Yes St., Ave., Dr. (abbreviate with periods)
No St, Street, Ave, Avenue, Dr, Drive
Yes 555 444 1234, +1 415 599 2671 (no punctuation except with country codes)
No (555) 444-1234, 555.444.1234

Your internal documentation also gives you a place to spell out guidelines for fields that require staff to make an on-the-spot decision, like member statuses, family registration status, or what should be recorded in the “General Notes” versus the more confidential “Pastoral Notes” (which require special permission to see) in your system.

Train for the Job

Appropriate staff training goes hand in hand with having great data entry standards. Before you allow staff members to access the database, you’ll want to cover two important training checkpoints:

Instruct staff on how to enter data and provide them with an easy-to-reference copy of the guidelines.
Make sure new staff get formal product training to support your church’s best practices and data entry standards in either our hands-on Virtual Classroom format or on-demand Video Lessons. Staff will learn how to get the most from their software as they use the tools in their day-to-day work. They’ll also gain a big-picture understanding of how the whole system works together and how their work impacts others in your office.

As you instruct staff, be sure to cover what follow-up action needs to happen when information arrives in an incomplete form. For example, if a new family joins your church but hasn’t provided member email addresses and birth dates, pick up the phone and ask for the information you need. When your church is able to use that information to care for those people and keep in touch, you’ll be glad you took the time.

Remember, implementing data entry training should empower your staff.
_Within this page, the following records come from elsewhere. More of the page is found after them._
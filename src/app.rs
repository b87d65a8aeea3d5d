//! Minimal windowed host for the engine
//!
//! Opens a window, initializes the [`Engine`] on it and renders the host's
//! [`TiledScene`] every frame until the window closes or Escape is pressed.

use std::sync::Arc;

use anyhow::Context;
use wgpu::SurfaceError;
use winit::{
    application::ApplicationHandler,
    dpi::PhysicalSize,
    event::{KeyEvent, WindowEvent},
    event_loop::{ActiveEventLoop, ControlFlow, EventLoop},
    keyboard::{KeyCode, PhysicalKey},
    window::{Window, WindowAttributes, WindowId},
};

use crate::{
    engine::Engine,
    error::{EngineError, EngineResult},
    gfx::{device::GraphicSettings, rendering::PipelineSettings, scene::TiledScene},
};

/// Registers assets and fills the scene once the engine is up
pub type SetupCallback = Box<dyn FnOnce(&mut Engine, &mut TiledScene) -> EngineResult<()>>;

pub struct ViewerApp {
    settings: GraphicSettings,
    pipeline_settings: PipelineSettings,
    scene: TiledScene,
    setup: Option<SetupCallback>,
}

struct ViewerState {
    settings: GraphicSettings,
    pipeline_settings: PipelineSettings,
    window: Option<Arc<Window>>,
    engine: Engine,
    scene: TiledScene,
    setup: Option<SetupCallback>,
}

impl ViewerApp {
    pub fn new(settings: GraphicSettings) -> Self {
        Self {
            settings,
            pipeline_settings: PipelineSettings::default(),
            scene: TiledScene::new(),
            setup: None,
        }
    }

    pub fn with_pipeline_settings(mut self, settings: PipelineSettings) -> Self {
        self.pipeline_settings = settings;
        self
    }

    /// Runs `setup` after the engine initializes, before the first frame
    pub fn with_setup<F>(mut self, setup: F) -> Self
    where
        F: FnOnce(&mut Engine, &mut TiledScene) -> EngineResult<()> + 'static,
    {
        self.setup = Some(Box::new(setup));
        self
    }

    pub fn scene_mut(&mut self) -> &mut TiledScene {
        &mut self.scene
    }

    /// Runs the event loop until the window closes
    pub fn run(self) -> anyhow::Result<()> {
        let event_loop = EventLoop::new().context("failed to create event loop")?;
        event_loop.set_control_flow(ControlFlow::Poll);

        let mut state = ViewerState {
            settings: self.settings,
            pipeline_settings: self.pipeline_settings,
            window: None,
            engine: Engine::new(),
            scene: self.scene,
            setup: self.setup,
        };

        event_loop
            .run_app(&mut state)
            .context("event loop terminated abnormally")?;
        state.engine.shutdown();
        Ok(())
    }
}

impl ViewerState {
    fn start(&mut self, window: Arc<Window>) -> EngineResult<()> {
        self.engine
            .init(window, &self.settings, self.pipeline_settings.clone())?;
        if let Some(setup) = self.setup.take() {
            setup(&mut self.engine, &mut self.scene)?;
        }
        Ok(())
    }
}

impl ApplicationHandler for ViewerState {
    fn resumed(&mut self, event_loop: &ActiveEventLoop) {
        if self.window.is_some() {
            return;
        }

        let attributes = WindowAttributes::default()
            .with_title("ubrot")
            .with_inner_size(PhysicalSize::new(
                self.settings.window_width,
                self.settings.window_height,
            ));
        let window = match event_loop.create_window(attributes) {
            Ok(window) => Arc::new(window),
            Err(err) => {
                log::error!("failed to create window: {err}");
                event_loop.exit();
                return;
            }
        };
        self.window = Some(window.clone());

        if let Err(err) = self.start(window) {
            log::error!("engine failed to start: {err}");
            event_loop.exit();
        }
    }

    fn window_event(
        &mut self,
        event_loop: &ActiveEventLoop,
        _window_id: WindowId,
        event: WindowEvent,
    ) {
        if !self.engine.is_initialized() {
            return;
        }

        match event {
            WindowEvent::KeyboardInput {
                event:
                    KeyEvent {
                        physical_key: PhysicalKey::Code(KeyCode::Escape),
                        ..
                    },
                ..
            }
            | WindowEvent::CloseRequested => {
                event_loop.exit();
            }
            WindowEvent::Resized(PhysicalSize { width, height }) => {
                self.settings = self.settings.clone().with_size(width, height);
                if let Err(err) = self.engine.refresh(&self.settings) {
                    log::error!("refresh failed: {err}");
                    event_loop.exit();
                }
            }
            WindowEvent::RedrawRequested => match self.engine.render_frame(&self.scene) {
                Ok(_) => {}
                Err(EngineError::SurfaceAcquire(
                    err @ (SurfaceError::Lost | SurfaceError::Outdated | SurfaceError::Timeout),
                )) => {
                    log::warn!("skipped frame: {err}");
                }
                Err(err) => {
                    log::error!("render failed: {err}");
                    event_loop.exit();
                }
            },
            _ => (),
        }
    }

    fn about_to_wait(&mut self, _event_loop: &ActiveEventLoop) {
        if let Some(window) = self.window.as_ref() {
            window.request_redraw();
        }
    }
}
The training should answer seemingly “silly” questions about formalities and punctuation markers, clear up confusions, and testify to the importance of having accurate, consistent data.

Implement a Yearly Refresher Course

If you have staff members who’ve been doing your data entry for years, it may seem a little awkward to start up a yearly refresher course on data entry, but if you spin it the right way, it could really benefit the team (and the database!). Even senior staff forget things or develop bad habits, so the refresher course (probably just a 1- to 2-hour long seminar) is for them just as much as it is for the new staff.

Tell staff that the purpose of the course is to fine-tune your best practices for data management . . . to ensure that everyone is on the same page and provide an opportunity to voice any questions or concerns with the current rules and practices. Set the expectation that you’ll all be learning from each other. You’re likely to discover that some rules that once made sense no longer do and should be updated. A scheduled refresher course gives you a forum in which to bring these issues to light, keep staff involved and informed, and make changes with valuable input from the whole team.

Elect a Database Owner

If you already know who this person is, great! If not, you’ll want to select a staff member to be the point person when it comes to the church database. This staff member should be able to answer questions about the database, data standards, and have the final say on all database-related issues. Having someone elected to make these calls, along with a great set of data entry standards and appropriate job training punctuated with timely refresher courses, should help keep the church database in great shape longterm!